[Given records]
//! Platform capability interfaces.
//!
//! The peripheral never talks to a radio directly. A platform integration
//! implements [`Adapter`] to provide adapter state, permission checks, and
//! the factories for server and client links, and reports everything that
//! happens on the radio back through [`crate::Peripheral::handle`].
//!
//! Most platform calls are made while the peripheral state is locked, and the
//! lock is not reentrant. Implementations must not call back into the
//! peripheral synchronously from [`ServerLink`] or [`ClientLink`] methods, or
//! from the [`Adapter`] capability queries, [`Adapter::open_server`],
//! [`Adapter::connect`], and [`Adapter::stop_advertising`]. Callbacks that
//! originate from those calls should be delivered from another thread or
//! queued through [`crate::Peripheral::event_loop`]. Only [`Adapter::enable`]
//! and [`Adapter::start_advertising`] are called without the lock held.

use std::fmt::Debug;

use futures_core::future::BoxFuture;

use crate::adv::{AdvRequest, AdvSessionId};
use crate::gatt::{RequestId, ServiceDef, Status};
use crate::{DeviceId, PeripheralState, Uuid};

/// Error reported by a platform operation.
#[derive(Clone, Debug, Eq, PartialEq, thiserror::Error)]
#[non_exhaustive]
pub enum PlatformError {
    #[error("GATT server could not be opened")]
    ServerUnavailable,
    #[error("advertiser is not available")]
    AdvertiserUnavailable,
    #[error("device {0} is not reachable")]
    DeviceUnreachable(DeviceId),
    #[error("platform error: {0}")]
    Other(String),
}

/// Adapter radio state.
#[derive(Clone, Copy, Debug, Default, Eq, PartialEq, strum::Display)]
#[non_exhaustive]
pub enum RadioState {
    #[default]
    Unknown,
    Resetting,
    Unsupported,
    Unauthorized,
    PoweredOff,
    PoweredOn,
}

impl RadioState {
    /// Returns the peripheral state implied by the radio state.
    #[must_use]
    pub const fn peripheral_state(self) -> PeripheralState {
        match self {
            Self::Unknown => PeripheralState::Unknown,
            Self::Resetting | Self::PoweredOn => PeripheralState::Idle,
            Self::Unsupported => PeripheralState::Unsupported,
            Self::Unauthorized => PeripheralState::Unauthorized,
            Self::PoweredOff => PeripheralState::PoweredOff,
        }
    }
}

/// Runtime permission that the platform may require.
#[derive(Clone, Copy, Debug, Eq, PartialEq, strum::Display)]
#[non_exhaustive]
pub enum Permission {
    #[strum(serialize = "BLUETOOTH_ADVERTISE")]
    Advertise,
    #[strum(serialize = "BLUETOOTH_CONNECT")]
    Connect,
    #[strum(serialize = "ACCESS_FINE_LOCATION")]
    FineLocation,
    #[strum(serialize = "ACCESS_COARSE_LOCATION")]
    CoarseLocation,
}

/// Bluetooth adapter.
pub trait Adapter: Debug + Send + Sync {
    /// Returns the current radio state.
    fn radio_state(&self) -> RadioState;

    /// Returns whether the host supports the peripheral role.
    fn is_supported(&self) -> bool;

    /// Returns the first required runtime permission that has not been
    /// granted.
    fn missing_permission(&self) -> Option<Permission>;

    /// Turns the radio on, prompting the user if `prompt` is set. Resolves to
    /// whether the radio is on.
    fn enable(&self, prompt: bool) -> BoxFuture<'static, bool>;

    /// Opens a GATT server exposing the specified service. Called with the
    /// peripheral locked.
    fn open_server(&self, svc: &ServiceDef) -> Result<Box<dyn ServerLink>, PlatformError>;

    /// Opens a client-role connection to a connected central. Called with
    /// the peripheral locked while a server event is being handled.
    fn connect(&self, dev: &DeviceId) -> Result<Box<dyn ClientLink>, PlatformError>;

    /// Starts advertising. The outcome is reported asynchronously with
    /// [`crate::event::AdapterEvent::AdvertisingStarted`] carrying the same
    /// session `id`.
    fn start_advertising(&self, id: AdvSessionId, req: &AdvRequest) -> Result<(), PlatformError>;

    /// Stops advertising for session `id`.
    fn stop_advertising(&self, id: AdvSessionId) -> Result<(), PlatformError>;
}

/// Open GATT server.
pub trait ServerLink: Debug + Send {
    /// Answers a read or write request.
    fn send_response(
        &mut self,
        dev: &DeviceId,
        req: RequestId,
        status: Status,
        offset: u16,
        value: &[u8],
    ) -> bool;

    /// Sends a notification, or an indication if `confirm` is set.
    fn notify(&mut self, dev: &DeviceId, char: Uuid, value: &[u8], confirm: bool) -> bool;

    /// Removes all services from the server.
    fn clear_services(&mut self);

    /// Closes the server.
    fn close(&mut self);
}

/// Client-role connection to a central's GATT server.
pub trait ClientLink: Debug + Send {
    /// Starts service discovery. Completion is reported with
    /// [`crate::event::ClientEvent::ServicesDiscovered`].
    fn discover_services(&mut self) -> bool;

    /// Enables or disables local delivery of value changes.
    fn set_notify(&mut self, char: Uuid, enable: bool) -> bool;

    /// Writes a descriptor value.
    fn write_descriptor(&mut self, char: Uuid, desc: Uuid, value: &[u8]) -> bool;

    /// Closes the connection.
    fn close(&mut self);
}
use std::collections::BTreeMap;
use std::fmt::{Debug, Display, Formatter};

use tracing::debug;

use crate::gatt::Mirror;

/// Opaque identifier of a remote device, usually its address string
/// (e.g. `"00:11:22:AA:BB:CC"`).
#[derive(Clone, Eq, Hash, Ord, PartialEq, PartialOrd, serde::Deserialize, serde::Serialize)]
#[repr(transparent)]
#[serde(transparent)]
pub struct DeviceId(String);

impl DeviceId {
    /// Creates a device identifier.
    #[inline]
    #[must_use]
    pub fn new(id: impl Into<String>) -> Self {
        Self(id.into())
    }

    /// Returns the identifier string.
    #[inline(always)]
    #[must_use]
    pub fn as_str(&self) -> &str {
        &self.0
    }
}

impl Debug for DeviceId {
    #[inline]
    fn fmt(&self, f: &mut Formatter<'_>) -> std::fmt::Result {
        f.write_str(&self.0)
    }
}

impl Display for DeviceId {
    #[inline]
    fn fmt(&self, f: &mut Formatter<'_>) -> std::fmt::Result {
        f.write_str(&self.0)
    }
}

impl From<&str> for DeviceId {
    #[inline]
    fn from(s: &str) -> Self {
        Self(s.to_owned())
    }
}

impl From<String> for DeviceId {
    #[inline]
    fn from(s: String) -> Self {
        Self(s)
    }
}

/// Link-layer connection state reported by the platform.
#[derive(
    Clone,
    Copy,
    Debug,
    Eq,
    PartialEq,
    num_enum::IntoPrimitive,
    num_enum::TryFromPrimitive,
    serde::Deserialize,
    serde::Serialize,
    strum::Display,
)]
#[repr(u8)]
#[serde(into = "u8", try_from = "u8")]
pub enum ConnState {
    Disconnected = 0,
    Connecting = 1,
    Connected = 2,
    Disconnecting = 3,
}

/// Default ATT MTU ([Vol 3] Part F, Section 3.2.8).
pub const DEFAULT_MTU: u16 = 23;

/// Connected central.
#[derive(Debug)]
pub(crate) struct ConnectedDevice {
    pub id: DeviceId,
    pub name: Option<String>,
    pub mtu: u16,
    pub mirror: Option<Mirror>,
}

impl ConnectedDevice {
    /// Returns the maximum notification payload size for the current MTU.
    #[inline]
    pub fn max_ntf_len(&self) -> usize {
        // [Vol 3] Part F, Section 3.4.7.1
        usize::from(self.mtu.saturating_sub(3))
    }
}

/// Currently connected centrals.
#[derive(Debug, Default)]
pub(crate) struct DeviceTable(BTreeMap<DeviceId, ConnectedDevice>);

impl DeviceTable {
    /// Adds a new device. Returns `false` if the device is already present.
    pub fn insert(&mut self, id: &DeviceId, name: Option<String>, mtu: u16) -> bool {
        if let Some(d) = self.0.get_mut(id) {
            if name.is_some() {
                d.name = name;
            }
            return false;
        }
        debug!("Adding device {id}");
        let d = ConnectedDevice {
            id: id.clone(),
            name,
            mtu,
            mirror: None,
        };
        self.0.insert(id.clone(), d);
        true
    }

    /// Removes a device, returning its state.
    #[inline]
    pub fn remove(&mut self, id: &DeviceId) -> Option<ConnectedDevice> {
        self.0.remove(id)
    }

    /// Returns the device state.
    #[inline]
    pub fn get(&self, id: &DeviceId) -> Option<&ConnectedDevice> {
        self.0.get(id)
    }

    /// Returns the mutable device state.
    #[inline]
    pub fn get_mut(&mut self, id: &DeviceId) -> Option<&mut ConnectedDevice> {
        self.0.get_mut(id)
    }

    /// Returns whether the device is connected.
    #[cfg(test)]
    #[inline]
    pub fn contains(&self, id: &DeviceId) -> bool {
        self.0.contains_key(id)
    }

    /// Returns the number of connected devices.
    #[cfg(test)]
    #[inline]
    pub fn len(&self) -> usize {
        self.0.len()
    }

    /// Returns whether there are no connected devices.
    #[inline]
    pub fn is_empty(&self) -> bool {
        self.0.is_empty()
    }

    /// Returns an iterator over connected devices in identifier order.
    #[inline]
    pub fn iter(&self) -> impl Iterator<Item = &ConnectedDevice> {
        self.0.values()
    }

    /// Returns connected device identifiers.
    #[inline]
    pub fn ids(&self) -> Vec<DeviceId> {
        self.0.keys().cloned().collect()
    }
}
[/Given records]
Requirement:
Nothing but the exact lines from the start of the material through the line holding "happens on the", both included, belongs in the answer.

Final answer:
//! Platform capability interfaces.
//!
//! The peripheral never talks to a radio directly. A platform integration
//! implements [`Adapter`] to provide adapter state, permission checks, and
//! the factories for server and client links, and reports everything that
//! happens on the radio back through [`crate::Peripheral::handle`].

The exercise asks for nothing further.